• _ASSIGNMENT_:
Please work out how many lines of this material include "reader", and answer with that number by itself.
─── GIVEN RECORDS
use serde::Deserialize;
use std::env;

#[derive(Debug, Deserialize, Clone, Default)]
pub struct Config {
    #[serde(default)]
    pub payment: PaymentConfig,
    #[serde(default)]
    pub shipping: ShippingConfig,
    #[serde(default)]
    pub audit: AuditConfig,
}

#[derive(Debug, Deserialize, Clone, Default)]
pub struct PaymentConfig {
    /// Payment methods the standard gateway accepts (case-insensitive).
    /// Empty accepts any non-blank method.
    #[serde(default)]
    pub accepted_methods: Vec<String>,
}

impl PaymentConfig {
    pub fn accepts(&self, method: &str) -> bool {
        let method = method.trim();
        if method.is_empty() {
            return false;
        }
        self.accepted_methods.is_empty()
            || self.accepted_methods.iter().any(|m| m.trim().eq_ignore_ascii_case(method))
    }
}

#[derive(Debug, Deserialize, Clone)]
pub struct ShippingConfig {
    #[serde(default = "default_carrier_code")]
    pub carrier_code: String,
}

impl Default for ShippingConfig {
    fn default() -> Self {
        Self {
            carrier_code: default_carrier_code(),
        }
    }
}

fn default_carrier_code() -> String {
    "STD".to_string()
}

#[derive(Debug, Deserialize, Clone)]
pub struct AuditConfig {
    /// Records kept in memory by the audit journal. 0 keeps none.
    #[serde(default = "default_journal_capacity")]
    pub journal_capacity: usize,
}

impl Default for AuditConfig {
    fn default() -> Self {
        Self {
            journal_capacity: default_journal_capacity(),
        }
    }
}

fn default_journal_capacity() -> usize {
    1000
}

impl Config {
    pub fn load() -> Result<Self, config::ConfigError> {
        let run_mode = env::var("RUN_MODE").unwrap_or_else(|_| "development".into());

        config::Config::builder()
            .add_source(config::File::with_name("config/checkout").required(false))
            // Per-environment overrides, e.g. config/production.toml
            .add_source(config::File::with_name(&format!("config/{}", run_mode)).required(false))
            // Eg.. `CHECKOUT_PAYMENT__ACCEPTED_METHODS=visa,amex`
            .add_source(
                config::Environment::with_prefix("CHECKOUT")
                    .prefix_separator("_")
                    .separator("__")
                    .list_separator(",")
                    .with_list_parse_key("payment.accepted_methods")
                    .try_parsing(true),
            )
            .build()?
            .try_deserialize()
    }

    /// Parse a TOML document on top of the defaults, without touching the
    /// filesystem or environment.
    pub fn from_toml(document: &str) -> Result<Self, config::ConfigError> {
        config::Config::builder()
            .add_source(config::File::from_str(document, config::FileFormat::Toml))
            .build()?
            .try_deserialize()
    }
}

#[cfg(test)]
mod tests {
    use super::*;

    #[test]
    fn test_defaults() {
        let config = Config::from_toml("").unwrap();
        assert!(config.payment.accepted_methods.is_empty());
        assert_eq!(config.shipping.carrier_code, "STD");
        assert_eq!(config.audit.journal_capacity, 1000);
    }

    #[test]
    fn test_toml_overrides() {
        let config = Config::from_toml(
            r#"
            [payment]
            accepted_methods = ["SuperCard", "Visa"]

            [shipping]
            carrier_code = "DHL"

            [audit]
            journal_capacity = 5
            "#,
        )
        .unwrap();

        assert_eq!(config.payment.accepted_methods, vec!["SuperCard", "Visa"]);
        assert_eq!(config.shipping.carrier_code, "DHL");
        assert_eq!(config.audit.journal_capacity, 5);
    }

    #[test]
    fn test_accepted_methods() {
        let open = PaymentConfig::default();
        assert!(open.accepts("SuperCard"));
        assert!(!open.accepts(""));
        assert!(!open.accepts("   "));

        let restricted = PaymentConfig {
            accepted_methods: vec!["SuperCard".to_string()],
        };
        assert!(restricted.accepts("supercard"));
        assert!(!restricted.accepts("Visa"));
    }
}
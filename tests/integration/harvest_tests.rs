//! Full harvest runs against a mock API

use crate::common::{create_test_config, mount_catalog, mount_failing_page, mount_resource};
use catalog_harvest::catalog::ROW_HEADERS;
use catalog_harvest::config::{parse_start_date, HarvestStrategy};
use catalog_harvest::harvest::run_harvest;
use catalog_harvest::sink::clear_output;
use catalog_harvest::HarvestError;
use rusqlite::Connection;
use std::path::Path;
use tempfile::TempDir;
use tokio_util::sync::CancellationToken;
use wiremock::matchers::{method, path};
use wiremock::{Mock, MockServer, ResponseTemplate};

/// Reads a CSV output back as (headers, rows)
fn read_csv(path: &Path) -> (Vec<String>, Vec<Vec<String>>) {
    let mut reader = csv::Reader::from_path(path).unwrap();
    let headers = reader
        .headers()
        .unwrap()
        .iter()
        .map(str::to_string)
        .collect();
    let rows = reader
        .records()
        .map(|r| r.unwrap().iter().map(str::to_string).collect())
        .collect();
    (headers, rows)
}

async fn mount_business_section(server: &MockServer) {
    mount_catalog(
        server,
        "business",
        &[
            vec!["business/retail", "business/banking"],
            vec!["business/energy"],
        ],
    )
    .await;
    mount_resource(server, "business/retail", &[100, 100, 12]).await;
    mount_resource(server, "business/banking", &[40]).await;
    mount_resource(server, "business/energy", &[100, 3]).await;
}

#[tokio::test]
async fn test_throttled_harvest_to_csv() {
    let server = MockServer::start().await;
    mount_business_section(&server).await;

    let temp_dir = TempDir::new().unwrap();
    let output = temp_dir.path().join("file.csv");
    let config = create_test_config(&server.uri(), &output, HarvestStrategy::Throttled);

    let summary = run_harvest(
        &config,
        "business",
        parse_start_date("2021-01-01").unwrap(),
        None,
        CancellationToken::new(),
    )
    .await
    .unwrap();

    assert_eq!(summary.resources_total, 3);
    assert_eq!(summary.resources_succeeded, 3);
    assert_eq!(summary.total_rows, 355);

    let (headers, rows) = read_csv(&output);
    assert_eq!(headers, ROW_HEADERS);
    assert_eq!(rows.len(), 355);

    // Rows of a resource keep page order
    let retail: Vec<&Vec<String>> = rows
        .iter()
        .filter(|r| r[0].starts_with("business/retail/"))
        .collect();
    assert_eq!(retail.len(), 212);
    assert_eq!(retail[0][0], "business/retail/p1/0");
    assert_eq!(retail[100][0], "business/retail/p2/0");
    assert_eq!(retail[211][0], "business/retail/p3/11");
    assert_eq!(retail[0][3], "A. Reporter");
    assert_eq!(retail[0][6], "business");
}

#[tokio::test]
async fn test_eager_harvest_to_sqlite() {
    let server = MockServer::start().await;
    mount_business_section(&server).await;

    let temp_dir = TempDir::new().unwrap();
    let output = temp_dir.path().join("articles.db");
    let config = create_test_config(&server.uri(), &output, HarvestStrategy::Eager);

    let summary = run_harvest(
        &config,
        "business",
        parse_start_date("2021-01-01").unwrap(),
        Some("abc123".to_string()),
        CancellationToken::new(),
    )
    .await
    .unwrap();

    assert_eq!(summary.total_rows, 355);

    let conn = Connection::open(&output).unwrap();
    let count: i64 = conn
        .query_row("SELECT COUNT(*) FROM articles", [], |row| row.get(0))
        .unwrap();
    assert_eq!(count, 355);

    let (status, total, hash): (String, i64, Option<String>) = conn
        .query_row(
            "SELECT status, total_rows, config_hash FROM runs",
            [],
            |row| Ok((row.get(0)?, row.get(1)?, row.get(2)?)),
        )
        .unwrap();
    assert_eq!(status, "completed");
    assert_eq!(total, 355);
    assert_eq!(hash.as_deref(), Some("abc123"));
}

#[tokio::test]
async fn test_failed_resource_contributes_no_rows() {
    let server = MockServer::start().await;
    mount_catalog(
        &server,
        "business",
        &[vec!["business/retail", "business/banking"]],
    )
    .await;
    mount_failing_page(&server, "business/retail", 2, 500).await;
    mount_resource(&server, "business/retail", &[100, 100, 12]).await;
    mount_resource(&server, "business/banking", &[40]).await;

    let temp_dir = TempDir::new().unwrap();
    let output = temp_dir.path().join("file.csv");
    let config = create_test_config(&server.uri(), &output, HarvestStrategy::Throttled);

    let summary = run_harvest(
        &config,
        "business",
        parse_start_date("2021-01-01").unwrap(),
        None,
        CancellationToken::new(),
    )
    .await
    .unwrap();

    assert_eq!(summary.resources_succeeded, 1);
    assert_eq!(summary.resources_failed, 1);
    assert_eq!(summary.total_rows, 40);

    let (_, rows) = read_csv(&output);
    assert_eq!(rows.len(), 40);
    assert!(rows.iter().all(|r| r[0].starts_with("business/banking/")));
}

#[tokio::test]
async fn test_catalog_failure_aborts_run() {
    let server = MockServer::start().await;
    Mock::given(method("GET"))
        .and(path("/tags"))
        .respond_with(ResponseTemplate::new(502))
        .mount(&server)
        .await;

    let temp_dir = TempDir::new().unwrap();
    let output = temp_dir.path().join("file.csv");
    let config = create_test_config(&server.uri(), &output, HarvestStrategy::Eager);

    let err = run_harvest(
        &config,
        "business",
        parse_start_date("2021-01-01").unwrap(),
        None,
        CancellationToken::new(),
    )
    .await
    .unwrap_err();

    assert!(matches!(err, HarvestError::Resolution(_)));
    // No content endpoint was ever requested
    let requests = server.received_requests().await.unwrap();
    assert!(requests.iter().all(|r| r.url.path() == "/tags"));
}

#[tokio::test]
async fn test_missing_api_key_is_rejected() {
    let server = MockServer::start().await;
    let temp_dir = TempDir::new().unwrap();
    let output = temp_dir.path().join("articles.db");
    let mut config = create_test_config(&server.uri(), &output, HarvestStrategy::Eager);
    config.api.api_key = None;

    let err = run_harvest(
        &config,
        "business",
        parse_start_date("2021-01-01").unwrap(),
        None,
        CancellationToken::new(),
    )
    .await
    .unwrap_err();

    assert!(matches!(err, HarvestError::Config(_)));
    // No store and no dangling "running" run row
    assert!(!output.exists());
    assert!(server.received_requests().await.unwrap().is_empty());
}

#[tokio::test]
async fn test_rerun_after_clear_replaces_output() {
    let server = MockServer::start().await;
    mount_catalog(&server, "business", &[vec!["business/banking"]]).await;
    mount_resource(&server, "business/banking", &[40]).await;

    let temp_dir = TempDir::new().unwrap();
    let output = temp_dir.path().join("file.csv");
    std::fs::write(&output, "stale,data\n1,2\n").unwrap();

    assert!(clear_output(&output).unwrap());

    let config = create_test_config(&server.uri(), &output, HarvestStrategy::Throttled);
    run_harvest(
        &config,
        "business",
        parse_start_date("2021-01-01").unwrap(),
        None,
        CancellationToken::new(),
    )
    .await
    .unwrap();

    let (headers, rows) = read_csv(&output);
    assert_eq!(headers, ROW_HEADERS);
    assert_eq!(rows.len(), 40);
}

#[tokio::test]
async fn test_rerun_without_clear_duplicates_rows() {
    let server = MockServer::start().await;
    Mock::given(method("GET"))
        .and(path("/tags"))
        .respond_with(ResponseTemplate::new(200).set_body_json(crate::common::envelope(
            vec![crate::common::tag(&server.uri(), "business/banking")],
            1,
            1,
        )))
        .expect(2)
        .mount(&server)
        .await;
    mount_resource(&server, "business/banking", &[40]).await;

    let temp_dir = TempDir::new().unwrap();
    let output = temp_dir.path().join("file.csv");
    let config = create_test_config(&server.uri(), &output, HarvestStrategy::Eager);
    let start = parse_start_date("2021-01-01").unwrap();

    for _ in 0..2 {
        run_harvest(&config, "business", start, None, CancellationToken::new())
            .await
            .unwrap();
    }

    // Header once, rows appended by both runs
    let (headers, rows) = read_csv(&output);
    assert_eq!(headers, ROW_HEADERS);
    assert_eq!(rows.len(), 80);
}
──────
• _ANSWER FOR THIS EXERCISE_:
3